Title: Between Exile and Holocaust: Fred Wander’s Hôtel Baalbek

Abstract: Focusing on the biography and literary work of the Austrian-Jewish writer and Holocaust survivor Fred Wander, this presentation will attempt to interrogate a conceptual divide within the scholarship on exile, refuge, and persecution during the Nazi period that rigidly separates the experience of exile from the Third Reich (generally considered as having happened in the “West”) from that of persecution within the Holocaust (seen as having taken place in the “East”). As I will argue, our mental map of this period situates a given individual fate in either in Western Europe (or North America) or in Eastern Europe; an actor from this period is thus considered to have been either an exile or a witness to the Holocaust, but not both. Particularly in literary scholarship, these two constellations of experience are often considered to be mutually exclusive. Indeed, there exists two highly developed disciplinary approaches—Exile Studies and Holocaust Studies—each of which pursues its own distinct research questions mostly in isolation from the other.

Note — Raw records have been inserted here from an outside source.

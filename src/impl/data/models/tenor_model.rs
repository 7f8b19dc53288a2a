use crate::entities::Tenor;

#[derive(Debug, PartialEq, Eq)]
pub(crate) struct TenorModel(pub Option<Tenor>);

impl From<&str> for TenorModel {
    fn from(s: &str) -> Self {
        let s = s.trim();
        if s.is_empty() {
            return TenorModel(None);
        }
        // Numeric columns with gaps come out of spreadsheets as `12.0`.
        let months = s.parse::<u32>().ok().or_else(|| {
            s.parse::<f64>()
                .ok()
                .filter(|f| f.fract() == 0.0 && *f >= 0.0 && *f <= u32::MAX as f64)
                .map(|f| f as u32)
        });
        TenorModel(Some(match months {
            Some(m) => Tenor::Months(m),
            None => Tenor::Other(s.to_string()),
        }))
    }
}

impl From<TenorModel> for Option<Tenor> {
    fn from(model: TenorModel) -> Self {
        model.0
    }
}
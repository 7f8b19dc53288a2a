use std::collections::{BTreeMap, HashMap, HashSet};

use chrono::NaiveDate;
use rust_decimal::Decimal;

use crate::entities::{
    CompanyLoanCount, LoanId, LoanRecord, LoanSummary, MarketerDailyCount,
    MarketerMonthlySummary, MarketerTotal, YearMonth,
};

/// Grouped reductions over a filtered loan table. Every count is a count of
/// distinct loan ids. Rows whose grouping key is null are left out of the
/// grouped output.
pub(crate) struct AggregationEngine<'a> {
    loans: &'a [LoanRecord],
}

impl<'a> AggregationEngine<'a> {
    pub(crate) fn new(loans: &'a [LoanRecord]) -> Self {
        Self { loans }
    }

    pub(crate) fn summary(&self) -> LoanSummary {
        LoanSummary {
            total_amount: self.loans.iter().map(|l| l.loan_amount).sum(),
            loan_count: self
                .loans
                .iter()
                .map(|l| &l.loan_id)
                .collect::<HashSet<_>>()
                .len(),
        }
    }

    /// Sorted by company name.
    pub(crate) fn by_company(&self) -> Vec<CompanyLoanCount> {
        self.loans
            .iter()
            .fold(BTreeMap::<&str, HashSet<&LoanId>>::new(), |mut map, loan| {
                map.entry(loan.borrower_company.as_str())
                    .or_default()
                    .insert(&loan.loan_id);
                map
            })
            .into_iter()
            .map(|(company, ids)| CompanyLoanCount {
                company: company.to_string(),
                loan_count: ids.len(),
            })
            .collect()
    }

    /// Restricted to `selected` marketers; an empty selection yields nothing.
    /// Sorted by date, then marketer.
    pub(crate) fn by_marketer_per_day(&self, selected: &[String]) -> Vec<MarketerDailyCount> {
        if selected.is_empty() {
            return Vec::new();
        }
        let selected: HashSet<&str> = selected.iter().map(String::as_str).collect();
        self.loans
            .iter()
            .filter_map(|loan| {
                let marketer = loan.marketer_name.as_deref()?;
                let date = loan.disbursement_date?;
                selected
                    .contains(marketer)
                    .then_some(((date, marketer), &loan.loan_id))
            })
            .fold(
                BTreeMap::<(NaiveDate, &str), HashSet<&LoanId>>::new(),
                |mut map, (key, id)| {
                    map.entry(key).or_default().insert(id);
                    map
                },
            )
            .into_iter()
            .map(|((date, marketer), ids)| MarketerDailyCount {
                date,
                marketer: marketer.to_string(),
                loan_count: ids.len(),
            })
            .collect()
    }

    /// Sorted by month, then marketer. `total_amount` sums every row in the
    /// group.
    pub(crate) fn by_marketer_per_month(&self) -> Vec<MarketerMonthlySummary> {
        self.loans
            .iter()
            .filter_map(|loan| {
                let marketer = loan.marketer_name.as_deref()?;
                let month = YearMonth::of(loan.disbursement_date?);
                Some(((month, marketer), loan))
            })
            .fold(
                BTreeMap::<(YearMonth, &str), (HashSet<&LoanId>, Decimal)>::new(),
                |mut map, (key, loan)| {
                    let (ids, total) = map.entry(key).or_default();
                    ids.insert(&loan.loan_id);
                    *total += loan.loan_amount;
                    map
                },
            )
            .into_iter()
            .map(|((month, marketer), (ids, total_amount))| MarketerMonthlySummary {
                month,
                marketer: marketer.to_string(),
                loan_count: ids.len(),
                total_amount,
            })
            .collect()
    }
}

/// Highest counts first, ties by company name ascending.
pub(crate) fn top_companies(counts: &[CompanyLoanCount], n: usize) -> Vec<CompanyLoanCount> {
    let mut ranked = counts.to_vec();
    ranked.sort_by(|a, b| {
        b.loan_count
            .cmp(&a.loan_count)
            .then_with(|| a.company.cmp(&b.company))
    });
    ranked.truncate(n);
    ranked
}

/// Sums each marketer's daily counts; highest totals first, ties by name
/// ascending.
pub(crate) fn top_marketers(daily: &[MarketerDailyCount], n: usize) -> Vec<MarketerTotal> {
    let totals = daily
        .iter()
        .fold(HashMap::<&str, usize>::new(), |mut map, d| {
            *map.entry(d.marketer.as_str()).or_default() += d.loan_count;
            map
        });
    let mut ranked: Vec<MarketerTotal> = totals
        .into_iter()
        .map(|(marketer, loan_count)| MarketerTotal {
            marketer: marketer.to_string(),
            loan_count,
        })
        .collect();
    ranked.sort_by(|a, b| {
        b.loan_count
            .cmp(&a.loan_count)
            .then_with(|| a.marketer.cmp(&b.marketer))
    });
    ranked.truncate(n);
    ranked
}

#[cfg(test)]
mod tests {
    use rust_decimal_macros::dec;

    use super::*;
    use crate::domain::logic::test_utils::{date, loan};

    fn names(selected: &[&str]) -> Vec<String> {
        selected.iter().map(|s| s.to_string()).collect()
    }

    #[test]
    fn duplicate_rows_count_once() {
        let loans = vec![
            loan("1", "A", Some("X"), "2024-01-05", "1000"),
            loan("1", "A", Some("X"), "2024-01-05", "1000"),
        ];
        let by_company = AggregationEngine::new(&loans).by_company();
        assert_eq!(
            by_company,
            vec![CompanyLoanCount {
                company: "A".to_string(),
                loan_count: 1
            }]
        );
        let daily = AggregationEngine::new(&loans).by_marketer_per_day(&names(&["X"]));
        assert_eq!(daily[0].loan_count, 1);
    }

    #[test]
    fn company_counts_add_up_to_distinct_total() {
        let loans = vec![
            loan("1", "B", Some("X"), "2024-01-05", "1000"),
            loan("2", "A", Some("X"), "2024-01-05", "1000"),
            loan("2", "A", Some("X"), "2024-01-05", "1000"),
            loan("3", "A", None, "", "500"),
            loan("4", "C", Some("Y"), "2024-01-07", "1000"),
        ];
        let engine = AggregationEngine::new(&loans);
        let by_company = engine.by_company();
        let total: usize = by_company.iter().map(|c| c.loan_count).sum();
        assert_eq!(total, engine.summary().loan_count);
        let companies: Vec<&str> = by_company.iter().map(|c| c.company.as_str()).collect();
        assert_eq!(companies, vec!["A", "B", "C"]);
    }

    #[test]
    fn summary_sums_amounts_exactly() {
        let loans = vec![
            loan("1", "A", Some("X"), "2024-01-05", "0.1"),
            loan("2", "A", Some("X"), "2024-01-05", "0.2"),
            loan("3", "A", Some("X"), "2024-01-05", "1500000.55"),
        ];
        let summary = AggregationEngine::new(&loans).summary();
        assert_eq!(summary.total_amount, dec!(1500000.85));
        assert_eq!(summary.loan_count, 3);
    }

    #[test]
    fn top_companies_truncates_to_highest_counts() {
        let counts: Vec<CompanyLoanCount> = [
            ("A", 3),
            ("B", 7),
            ("C", 1),
            ("D", 7),
            ("E", 2),
            ("F", 5),
            ("G", 4),
        ]
        .into_iter()
        .map(|(company, loan_count)| CompanyLoanCount {
            company: company.to_string(),
            loan_count,
        })
        .collect();
        let top = top_companies(&counts, 5);
        let ranked: Vec<(&str, usize)> = top
            .iter()
            .map(|c| (c.company.as_str(), c.loan_count))
            .collect();
        assert_eq!(ranked, vec![("B", 7), ("D", 7), ("F", 5), ("G", 4), ("A", 3)]);

        let min_included = top.iter().map(|c| c.loan_count).min().unwrap();
        assert!(counts
            .iter()
            .filter(|c| !top.contains(c))
            .all(|c| c.loan_count <= min_included));
    }

    #[test]
    fn empty_marketer_selection_yields_nothing() {
        let loans = vec![loan("1", "A", Some("X"), "2024-01-05", "1000")];
        assert!(AggregationEngine::new(&loans)
            .by_marketer_per_day(&[])
            .is_empty());
    }

    #[test]
    fn daily_counts_skip_unselected_and_undated_loans() {
        let loans = vec![
            loan("1", "A", Some("X"), "2024-01-06", "1000"),
            loan("2", "A", Some("X"), "2024-01-05", "1000"),
            loan("3", "A", Some("Y"), "2024-01-05", "1000"),
            loan("4", "A", Some("Z"), "2024-01-05", "1000"),
            loan("5", "A", Some("X"), "", "1000"),
            loan("6", "A", None, "2024-01-05", "1000"),
        ];
        let daily = AggregationEngine::new(&loans).by_marketer_per_day(&names(&["X", "Y"]));
        assert_eq!(
            daily,
            vec![
                MarketerDailyCount {
                    date: date("2024-01-05"),
                    marketer: "X".to_string(),
                    loan_count: 1
                },
                MarketerDailyCount {
                    date: date("2024-01-05"),
                    marketer: "Y".to_string(),
                    loan_count: 1
                },
                MarketerDailyCount {
                    date: date("2024-01-06"),
                    marketer: "X".to_string(),
                    loan_count: 1
                },
            ]
        );
    }

    #[test]
    fn top_marketers_sums_across_days() {
        let loans = vec![
            loan("1", "A", Some("X"), "2024-01-05", "1000"),
            loan("2", "A", Some("X"), "2024-01-06", "1000"),
            loan("3", "A", Some("Y"), "2024-01-05", "1000"),
            loan("4", "A", Some("Y"), "2024-01-05", "1000"),
            loan("5", "A", Some("W"), "2024-01-05", "1000"),
        ];
        let daily = AggregationEngine::new(&loans).by_marketer_per_day(&names(&["W", "X", "Y"]));
        let top = top_marketers(&daily, 5);
        let ranked: Vec<(&str, usize)> = top
            .iter()
            .map(|m| (m.marketer.as_str(), m.loan_count))
            .collect();
        assert_eq!(ranked, vec![("X", 2), ("Y", 2), ("W", 1)]);
        assert_eq!(top_marketers(&daily, 1).len(), 1);
    }

    #[test]
    fn monthly_summary_groups_by_calendar_month() {
        let loans = vec![
            loan("1", "A", Some("X"), "2024-01-05", "1000.50"),
            loan("2", "A", Some("X"), "2024-01-31", "2000.25"),
            loan("3", "A", Some("X"), "2024-02-01", "300"),
            loan("4", "A", Some("Y"), "2024-01-10", "400"),
            loan("5", "A", None, "2024-01-10", "999"),
        ];
        let monthly = AggregationEngine::new(&loans).by_marketer_per_month();
        let rows: Vec<(String, &str, usize, Decimal)> = monthly
            .iter()
            .map(|m| (m.month.to_string(), m.marketer.as_str(), m.loan_count, m.total_amount))
            .collect();
        assert_eq!(
            rows,
            vec![
                ("2024-01".to_string(), "X", 2, dec!(3000.75)),
                ("2024-01".to_string(), "Y", 1, dec!(400)),
                ("2024-02".to_string(), "X", 1, dec!(300)),
            ]
        );
    }
}
use tracing::debug;

use crate::entities::{FilterCriteria, LoanRecord};

/// Conjunctive filter over the allow-listed table. The result depends only
/// on the input slice and the criteria; relative order is preserved.
pub(crate) struct FilterEngine<'a> {
    criteria: &'a FilterCriteria,
}

impl<'a> FilterEngine<'a> {
    pub(crate) fn new(criteria: &'a FilterCriteria) -> Self {
        Self { criteria }
    }

    pub(crate) fn apply(&self, loans: &[LoanRecord]) -> Vec<LoanRecord> {
        let filtered: Vec<LoanRecord> = loans
            .iter()
            .filter(|loan| self.matches(loan))
            .cloned()
            .collect();
        if filtered.is_empty() && !loans.is_empty() {
            debug!(input = loans.len(), "filter criteria excluded every loan");
        }
        filtered
    }

    fn matches(&self, loan: &LoanRecord) -> bool {
        let c = self.criteria;
        c.company.admits(&loan.borrower_company)
            && c.marketer.admits_opt(loan.marketer_name.as_ref())
            && c.status.admits(&loan.loan_status)
            && c.tenor.admits_opt(loan.tenor.as_ref())
            && match (c.date_range, loan.disbursement_date) {
                (Some(range), Some(date)) => range.contains(date),
                // Null dates and a missing range never satisfy the bounds.
                _ => false,
            }
    }
}

#[cfg(test)]
mod tests {
    use super::*;
    use crate::{
        domain::logic::test_utils::{date, loan, with_status_and_tenor},
        entities::{Criterion, DateRange, Tenor},
    };

    fn table() -> Vec<LoanRecord> {
        vec![
            loan("1", "PT. A", Some("Darsono"), "2024-01-01", "1000"),
            with_status_and_tenor(
                loan("2", "PT. B", Some("Risma Julianti"), "2024-01-15", "2000"),
                "closed",
                Tenor::Months(6),
            ),
            loan("3", "PT. A", None, "2024-01-31", "3000"),
            loan("4", "PT. B", Some("Darsono"), "", "4000"),
        ]
    }

    fn january() -> DateRange {
        DateRange::new(date("2024-01-01"), date("2024-01-31"))
    }

    fn ids(loans: &[LoanRecord]) -> Vec<&str> {
        loans.iter().map(|l| l.loan_id.as_str()).collect()
    }

    #[test]
    fn unconstrained_criteria_keep_every_dated_loan_in_order() {
        let criteria = FilterCriteria::unconstrained(Some(january()));
        let filtered = FilterEngine::new(&criteria).apply(&table());
        assert_eq!(ids(&filtered), vec!["1", "2", "3"]);
    }

    #[test]
    fn range_bounds_are_inclusive() {
        let criteria = FilterCriteria::unconstrained(Some(DateRange::new(
            date("2024-01-01"),
            date("2024-01-01"),
        )));
        let filtered = FilterEngine::new(&criteria).apply(&table());
        assert_eq!(ids(&filtered), vec!["1"]);

        let criteria = FilterCriteria::unconstrained(Some(DateRange::new(
            date("2024-01-31"),
            date("2024-01-31"),
        )));
        let filtered = FilterEngine::new(&criteria).apply(&table());
        assert_eq!(ids(&filtered), vec!["3"]);
    }

    #[test]
    fn inverted_range_yields_empty() {
        let criteria = FilterCriteria::unconstrained(Some(DateRange::new(
            date("2024-02-01"),
            date("2024-01-01"),
        )));
        assert!(FilterEngine::new(&criteria).apply(&table()).is_empty());
    }

    #[test]
    fn dimensions_combine_conjunctively() {
        let criteria = FilterCriteria {
            company: Criterion::Value("PT. B".to_string()),
            status: Criterion::Value("closed".to_string()),
            tenor: Criterion::Value(Tenor::Months(6)),
            ..FilterCriteria::unconstrained(Some(january()))
        };
        let filtered = FilterEngine::new(&criteria).apply(&table());
        assert_eq!(ids(&filtered), vec!["2"]);

        let criteria = FilterCriteria {
            company: Criterion::Value("PT. B".to_string()),
            status: Criterion::Value("active".to_string()),
            ..FilterCriteria::unconstrained(Some(january()))
        };
        assert!(FilterEngine::new(&criteria).apply(&table()).is_empty());
    }

    #[test]
    fn marketer_selection_excludes_null_marketers() {
        let criteria = FilterCriteria {
            marketer: Criterion::Value("Darsono".to_string()),
            ..FilterCriteria::unconstrained(Some(january()))
        };
        let filtered = FilterEngine::new(&criteria).apply(&table());
        assert_eq!(ids(&filtered), vec!["1"]);
    }

    #[test]
    fn empty_table_and_missing_range_are_not_errors() {
        let criteria = FilterCriteria::unconstrained(Some(january()));
        assert!(FilterEngine::new(&criteria).apply(&[]).is_empty());

        let criteria = FilterCriteria::unconstrained(None);
        assert!(FilterEngine::new(&criteria).apply(&table()).is_empty());
    }

    #[test]
    fn same_criteria_give_same_result() {
        let criteria = FilterCriteria {
            company: Criterion::Value("PT. A".to_string()),
            ..FilterCriteria::unconstrained(Some(january()))
        };
        let base = table();
        let first = FilterEngine::new(&criteria).apply(&base);
        let second = FilterEngine::new(&criteria).apply(&base);
        assert_eq!(first, second);
    }
}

Recent work has begun to break down this opposition; however, most of this scholarship focuses on the ways in which exiled writers addressed the Holocaust as it was happening in real time. Less work has been done on figures that, with their life experience and their literary work, cut across the conventional definitions of exile literature and Holocaust literature. Fred Wander is one such writer; his biography collapses the simplistic binary division between exile and Holocaust implied by the longstanding divergence between Holocaust Studies and Exile Studies. As I will investigate, his literary work—particularly his 1991 autobiographical novel Hôtel Baalbek—achieves a similar effect, thereby establishing potentially productive points of contact between the two fields. Professor McGlothlin will deliver a lecture and will also give a workshop for graduate students on interdisciplinary approaches to Holocaust Studies.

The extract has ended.